Born and raised in the city’s Lower 9th Ward, Melancon has come a long way in recent decades. His intricately composed and sewed beaded Mardi Gras suits and portraits, depicting greats such as Louis Armstrong, Aretha Franklin and Professor Longhair, have gained him international acclaim with exhibitions at major museums in New Orleans, New York, Chicago, Miami and, most impressively, at the Victoria and Albert Museum in London. In addition, a 2019 documentary about Melancon’s work premiered at New York’s prestigious Tribeca Film Festival and the Berlin International Film Festival. Last October the Joan Mitchell Foundation awarded Melancon a four-month artist residency at the foundation’s national center in New Orleans.
The 42-year-old Melancon, who studies the works of Italian Renaissance and Dutch masters as well as African American artists, says his bead art has given him purpose, a recognized place in the city’s art world, a sense of self-reliance and broken barriers. He now passes these attributes on to younger generations in his tribe.
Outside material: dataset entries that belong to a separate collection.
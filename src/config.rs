//! Agent configuration
//!
//! Configuration is read from a TOML file once at startup and consumed by the
//! runtime as plain structured data. Credentials are never stored in the file;
//! the file names the environment variables that hold them.

use crate::protocol::validate_agent_name;
use crate::rules::{LookupEntry, RegexEntry, RuleRegistry, RulerConfig};
use crate::workflow::WorkflowTemplate;
use serde::{Deserialize, Serialize};
use std::path::Path;
use thiserror::Error;

/// Main agent configuration structure
#[derive(Debug, Clone, Serialize, Deserialize, PartialEq)]
pub struct AgentConfig {
    pub agent: AgentSection,
    pub bus: BusSection,
    #[serde(default)]
    pub history: HistorySection,
    #[serde(default)]
    pub api: ApiSection,
    /// Named rulers usable by triggers and factory tasks
    #[serde(default)]
    pub rulers: Vec<RulerConfig>,
    /// Regexes rules can name with `regex_id`
    #[serde(default)]
    pub regexes: Vec<RegexEntry>,
    /// Lookup tables rules can name with `lookup_id`
    #[serde(default)]
    pub lookups: Vec<LookupEntry>,
    /// Workflow templates registered at startup
    #[serde(default)]
    pub workflows: Vec<WorkflowTemplate>,
}

/// Agent section
#[derive(Debug, Clone, Serialize, Deserialize, PartialEq)]
pub struct AgentSection {
    /// Agent name (must match [a-zA-Z0-9._-]+), also the event `source`
    pub name: String,
    #[serde(default)]
    pub description: String,
}

/// Which transport variant carries the bus
#[derive(Debug, Clone, Copy, Serialize, Deserialize, PartialEq, Eq, Default)]
#[serde(rename_all = "lowercase")]
pub enum TransportKind {
    /// Broker transport (MQTT v5)
    #[default]
    Mqtt,
    /// Group-chat style room transport
    Room,
}

/// Bus section
#[derive(Debug, Clone, Serialize, Deserialize, PartialEq)]
pub struct BusSection {
    #[serde(default)]
    pub transport: TransportKind,
    /// Broker URL with protocol and port (mqtt:// or mqtts://)
    #[serde(default = "default_broker_url")]
    pub broker_url: String,
    /// Environment variable containing username
    pub username_env: Option<String>,
    /// Environment variable containing password
    pub password_env: Option<String>,
    /// Prefix prepended to every broker topic
    #[serde(default)]
    pub topic_prefix: String,
    /// Room domain for the group-chat transport
    #[serde(default = "default_muc_domain")]
    pub muc_domain: String,
    /// Keep-alive interval in seconds
    #[serde(default = "default_keep_alive")]
    pub keep_alive_secs: u64,
    #[serde(default)]
    pub persistence: PersistenceSection,
}

fn default_broker_url() -> String {
    "mqtt://localhost:1883".to_string()
}

fn default_muc_domain() -> String {
    "mucs.localhost".to_string()
}

fn default_keep_alive() -> u64 {
    60
}

/// Kind of durable store behind the bus persistence or the workflow history
#[derive(Debug, Clone, Copy, Serialize, Deserialize, PartialEq, Eq)]
#[serde(rename_all = "lowercase")]
pub enum BackendKind {
    Memory,
    Postgres,
}

/// Bus persistence section
#[derive(Debug, Clone, Serialize, Deserialize, PartialEq)]
pub struct PersistenceSection {
    /// Durable backend; in-memory buffering only when absent
    pub backend: Option<BackendKind>,
    /// Backend connection string
    pub host: Option<String>,
    /// Retention of durable events, in minutes
    #[serde(default = "default_ttl")]
    pub ttl: u64,
    /// Maximum number of events kept in memory
    #[serde(default = "default_memory_size")]
    pub memory_size: usize,
}

fn default_ttl() -> u64 {
    60
}

fn default_memory_size() -> usize {
    10_000
}

impl Default for PersistenceSection {
    fn default() -> Self {
        Self {
            backend: None,
            host: None,
            ttl: default_ttl(),
            memory_size: default_memory_size(),
        }
    }
}

/// Workflow history section
#[derive(Debug, Clone, Serialize, Deserialize, PartialEq)]
pub struct HistorySection {
    #[serde(default = "default_history_backend")]
    pub backend: BackendKind,
    pub host: Option<String>,
    #[serde(default = "default_database")]
    pub database: String,
    #[serde(default)]
    pub tls: TlsSection,
}

fn default_history_backend() -> BackendKind {
    BackendKind::Memory
}

fn default_database() -> String {
    "workflow".to_string()
}

impl Default for HistorySection {
    fn default() -> Self {
        Self {
            backend: default_history_backend(),
            host: None,
            database: default_database(),
            tls: TlsSection::default(),
        }
    }
}

/// TLS options for durable backends
#[derive(Debug, Clone, Serialize, Deserialize, PartialEq, Default)]
pub struct TlsSection {
    /// Require an encrypted connection
    #[serde(default)]
    pub require: bool,
    /// Root certificate used to verify the server
    pub ca_file: Option<String>,
}

/// HTTP surface for the history query
#[derive(Debug, Clone, Serialize, Deserialize, PartialEq)]
pub struct ApiSection {
    /// Listening port, 0 disables the server
    #[serde(default = "default_api_port")]
    pub port: u16,
}

fn default_api_port() -> u16 {
    5558
}

impl Default for ApiSection {
    fn default() -> Self {
        Self {
            port: default_api_port(),
        }
    }
}

/// Configuration loading errors
#[derive(Debug, Error)]
pub enum ConfigError {
    #[error("Failed to read config file: {0}")]
    FileRead(#[from] std::io::Error),
    #[error("Failed to parse TOML: {0}")]
    TomlParse(#[from] toml::de::Error),
    #[error("Environment variable not found: {0}")]
    EnvVarNotFound(String),
    #[error("Invalid agent name: {0}")]
    InvalidAgentName(String),
    #[error("Invalid configuration: {0}")]
    InvalidConfig(String),
}

impl AgentConfig {
    /// Load configuration from a TOML file and validate it
    pub fn load_from_file(path: &Path) -> Result<Self, ConfigError> {
        let content = std::fs::read_to_string(path)?;
        Self::from_toml(&content)
    }

    /// Parse and validate configuration from TOML text
    pub fn from_toml(content: &str) -> Result<Self, ConfigError> {
        let config: AgentConfig = toml::from_str(content)?;
        config.validate()?;
        Ok(config)
    }

    /// Check cross-field consistency
    pub fn validate(&self) -> Result<(), ConfigError> {
        validate_agent_name(&self.agent.name)
            .map_err(|e| ConfigError::InvalidAgentName(format!("'{}': {e}", self.agent.name)))?;

        let persistence = &self.bus.persistence;
        if persistence.memory_size == 0 {
            return Err(ConfigError::InvalidConfig(
                "bus.persistence.memory_size must be greater than 0".to_string(),
            ));
        }
        if persistence.ttl == 0 {
            return Err(ConfigError::InvalidConfig(
                "bus.persistence.ttl must be greater than 0".to_string(),
            ));
        }
        if persistence.backend == Some(BackendKind::Postgres) && persistence.host.is_none() {
            return Err(ConfigError::InvalidConfig(
                "bus.persistence.host is required for the postgres backend".to_string(),
            ));
        }
        if self.history.backend == BackendKind::Postgres && self.history.host.is_none() {
            return Err(ConfigError::InvalidConfig(
                "history.host is required for the postgres backend".to_string(),
            ));
        }

        let mut names = std::collections::HashSet::new();
        for ruler in &self.rulers {
            if !names.insert(ruler.name.as_str()) {
                return Err(ConfigError::InvalidConfig(format!(
                    "duplicate ruler name: {}",
                    ruler.name
                )));
            }
        }

        self.resolved_rulers(&self.rule_registry()?)?;

        for template in &self.workflows {
            for trigger in &template.triggers {
                if let Some(ruler) = &trigger.ruler {
                    if !names.contains(ruler.as_str()) {
                        return Err(ConfigError::InvalidConfig(format!(
                            "workflow '{}' trigger references unknown ruler '{ruler}'",
                            template.id
                        )));
                    }
                }
            }
        }

        Ok(())
    }

    /// Registry seeded with the configured regexes and lookups
    pub fn rule_registry(&self) -> Result<RuleRegistry, ConfigError> {
        RuleRegistry::from_entries(self.regexes.clone(), self.lookups.clone())
            .map_err(|e| ConfigError::InvalidConfig(e.to_string()))
    }

    /// Named rulers with their registry references resolved
    pub fn resolved_rulers(
        &self,
        registry: &RuleRegistry,
    ) -> Result<std::collections::HashMap<String, RulerConfig>, ConfigError> {
        self.rulers
            .iter()
            .map(|ruler| {
                let resolved = registry.resolve_ruler(ruler).map_err(|e| {
                    ConfigError::InvalidConfig(format!("ruler '{}': {e}", ruler.name))
                })?;
                Ok((ruler.name.clone(), resolved))
            })
            .collect()
    }

    /// Helper method to get environment variable with consistent error handling
    fn get_env_var_optional(env_var_name: Option<&String>) -> Option<String> {
        env_var_name.and_then(|name| std::env::var(name).ok())
    }

    /// Get bus username from environment variable
    pub fn get_bus_username(&self) -> Option<String> {
        Self::get_env_var_optional(self.bus.username_env.as_ref())
    }

    /// Get bus password from environment variable
    pub fn get_bus_password(&self) -> Option<String> {
        Self::get_env_var_optional(self.bus.password_env.as_ref())
    }

    /// Create a test configuration for unit testing
    #[cfg(test)]
    pub fn test_config() -> Self {
        let toml_content = r#"
[agent]
name = "test-agent"

[bus]
transport = "room"
"#;
        toml::from_str(toml_content).expect("Test config should parse")
    }
}

#[cfg(test)]
mod tests {
    use super::*;

    #[test]
    fn test_full_config() {
        let toml_content = r#"
[agent]
name = "timon"
description = "Listens on its own topic"

[bus]
transport = "mqtt"
broker_url = "mqtts://broker.local:8883"
username_env = "BUS_USER"
password_env = "BUS_PASS"
topic_prefix = "savanna"

[bus.persistence]
backend = "postgres"
host = "postgres://localhost/bus"
ttl = 30
memory_size = 500

[history]
backend = "postgres"
host = "postgres://localhost"
database = "history"

[history.tls]
require = true
ca_file = "/etc/ssl/ca.pem"

[api]
port = 8080

[[rulers]]
name = "normalize"
rules = [
    { type = "lower", fieldname = "name" },
    { type = "set", fieldname = "seen", value = "yes" },
]

[[workflows]]
id = "greet"
title = "Greeting"
root = true
tasks = [
    { id = "normalize", type = "factory", config = { rulers = ["normalize"] } },
    { id = "wait", type = "sleep", config = { time = 1 } },
]
edges = [{ from = "normalize", to = "wait" }]
triggers = [{ topic = "timon", ruler = "normalize", require = ["name"] }]
"#;

        let config = AgentConfig::from_toml(toml_content).unwrap();
        assert_eq!(config.agent.name, "timon");
        assert_eq!(config.bus.transport, TransportKind::Mqtt);
        assert_eq!(config.bus.persistence.backend, Some(BackendKind::Postgres));
        assert_eq!(config.bus.persistence.ttl, 30);
        assert_eq!(config.bus.persistence.memory_size, 500);
        assert_eq!(config.history.database, "history");
        assert!(config.history.tls.require);
        assert_eq!(config.api.port, 8080);
        assert_eq!(config.rulers.len(), 1);
        assert_eq!(config.rulers[0].rules.len(), 2);
        assert_eq!(config.workflows.len(), 1);
        assert_eq!(config.workflows[0].tasks.len(), 2);
        assert_eq!(config.workflows[0].triggers[0].topic, "timon");
    }

    #[test]
    fn test_minimal_config_defaults() {
        let config = AgentConfig::from_toml("[agent]\nname = \"pumbaa\"\n[bus]\n").unwrap();
        assert_eq!(config.bus.transport, TransportKind::Mqtt);
        assert_eq!(config.bus.broker_url, "mqtt://localhost:1883");
        assert_eq!(config.bus.keep_alive_secs, 60);
        assert_eq!(config.bus.persistence.backend, None);
        assert_eq!(config.bus.persistence.ttl, 60);
        assert_eq!(config.bus.persistence.memory_size, 10_000);
        assert_eq!(config.history.backend, BackendKind::Memory);
        assert_eq!(config.api.port, 5558);
        assert!(config.workflows.is_empty());
    }

    #[test]
    fn test_invalid_agent_name() {
        let result = AgentConfig::from_toml("[agent]\nname = \"bad name\"\n[bus]\n");
        assert!(matches!(result, Err(ConfigError::InvalidAgentName(_))));
    }

    #[test]
    fn test_zero_memory_size_rejected() {
        let toml_content = r#"
[agent]
name = "a"
[bus.persistence]
memory_size = 0
"#;
        let result = AgentConfig::from_toml(toml_content);
        assert!(matches!(result, Err(ConfigError::InvalidConfig(_))));
    }

    #[test]
    fn test_postgres_requires_host() {
        let toml_content = r#"
[agent]
name = "a"
[bus]
[history]
backend = "postgres"
"#;
        let result = AgentConfig::from_toml(toml_content);
        assert!(matches!(result, Err(ConfigError::InvalidConfig(msg)) if msg.contains("history.host")));
    }

    #[test]
    fn test_trigger_with_unknown_ruler_rejected() {
        let toml_content = r#"
[agent]
name = "a"
[bus]

[[workflows]]
id = "wf"
title = "wf"
tasks = [{ id = "s", type = "sleep" }]
triggers = [{ topic = "t", ruler = "missing" }]
"#;
        let result = AgentConfig::from_toml(toml_content);
        assert!(matches!(result, Err(ConfigError::InvalidConfig(msg)) if msg.contains("missing")));
    }

    #[test]
    fn test_duplicate_ruler_rejected() {
        let toml_content = r#"
[agent]
name = "a"
[bus]
[[rulers]]
name = "r"
rules = []
[[rulers]]
name = "r"
rules = []
"#;
        assert!(AgentConfig::from_toml(toml_content).is_err());
    }

    #[test]
    fn test_registry_sections() {
        let toml_content = r#"
[agent]
name = "a"
[bus]

[[regexes]]
id = "ticket"
title = "Ticket number"
pattern = "T-(\\d+)"

[[lookups]]
id = "levels"
table = [{ value = "1", replace = "low" }, { value = "2", replace = "high" }]

[[rulers]]
name = "triage"
rules = [
    { type = "extract", fieldname = "ticket", regex_id = "ticket" },
    { type = "lookup", fieldname = "level", lookup_id = "levels" },
]
"#;
        let config = AgentConfig::from_toml(toml_content).unwrap();
        let registry = config.rule_registry().unwrap();
        assert_eq!(registry.regex("ticket").unwrap().pattern, "T-(\\d+)");
        let rulers = config.resolved_rulers(&registry).unwrap();
        assert_eq!(rulers["triage"].rules.len(), 2);

        let dangling = toml_content.replace("lookup_id = \"levels\"", "lookup_id = \"nope\"");
        assert!(matches!(
            AgentConfig::from_toml(&dangling),
            Err(ConfigError::InvalidConfig(msg)) if msg.contains("nope")
        ));
    }

    #[test]
    fn test_malformed_toml() {
        let result = AgentConfig::from_toml("[agent\nname=");
        assert!(matches!(result, Err(ConfigError::TomlParse(_))));
    }

    #[test]
    fn test_env_credentials() {
        let mut config = AgentConfig::test_config();
        config.bus.username_env = Some("AGENTBUS_TEST_USER_UNSET_VAR".to_string());
        assert_eq!(config.get_bus_username(), None);
        assert_eq!(config.get_bus_password(), None);
    }
}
Melancon’s evolution as a bead artist and Mardi Gras Indian is uniquely New Orleans. When he was 10, his mother took him to see his first Mardi Gras Indians, including the late Allison “Tootie” Montana. On returning home, the young Melancon told his mother that’s what he wanted to do. When he was 14, Mardi Gras Indian Chiefs Ferdinand Bigard and Keith “Keito” Jones taught him the intricate beadwork and Mardi Gras Indian traditions. He later recorded tribal dances and taught himself the “Bamboula,” an Afro-Caribbean drumbeat and dance that arrived in New Orleans in the early 19th century with émigrés fleeing the Haitian revolution. In 1993 Melancon joined the Seminole Hunters Tribe as a “spy boy” and in 2013 elders named him Big Chief of his own tribe, the Young Seminole Hunters in the Lower 9th Ward, who now dance the Bamboula while chanting to the rhythms of “Ooh Nah Nae.”
The 19th -origins of the Mardi Gras Indians are a bit cloudy. Some say they adopted the Indian dress as a tribute to local Native Americans who gave refuge to runaway slaves, while others believe it grew out of the mingling of Native Americans, enslaved Africans and free Creoles-of-color at Congo Square in New Orleans. Whichever is correct, the tradition thrives with each new generation.
Not all Mardi Gras Indian costumes are the same, however. While many feature Native American images, Melancon, a follower of the pan-African Rastafarian religious sect, fills his with intricately beaded portraits of historic African warriors and leaders, such as Ethiopian Emperor Haile Selassie. Rastafarianism, Melancon explains, is an Afro-centric, Bible-based religion popular among descendants of enslaved Africans in the Caribbean and the Americas, including New Orleans. To them, Selassie was divine. They also believe God, whom they call “Jah,” came down to earth as Jesus Christ. Melancon featured “Jah” in his 2020 Mardi Gras suit “Jah Defender” with beaded portraits of Selassie and, among others, a Nyabinghi warrior on horseback.
“Getting linked with these people has made me who I am,” he says, pointing to images of Selassie, Jamaican musician Bob Marley and others tattooed on his arms.
With those symbols guiding him and the sounds of Big Chief Monk Boudreaux’s “Lightning and Thunder” and Fela Kuti’s African beat filling his studio, Melancon creates his artwork in what seems a continuous rhythmic motion. It’s like a dance, he says, with the sounds of the needle moving in and out of the canvas like a drumbeat.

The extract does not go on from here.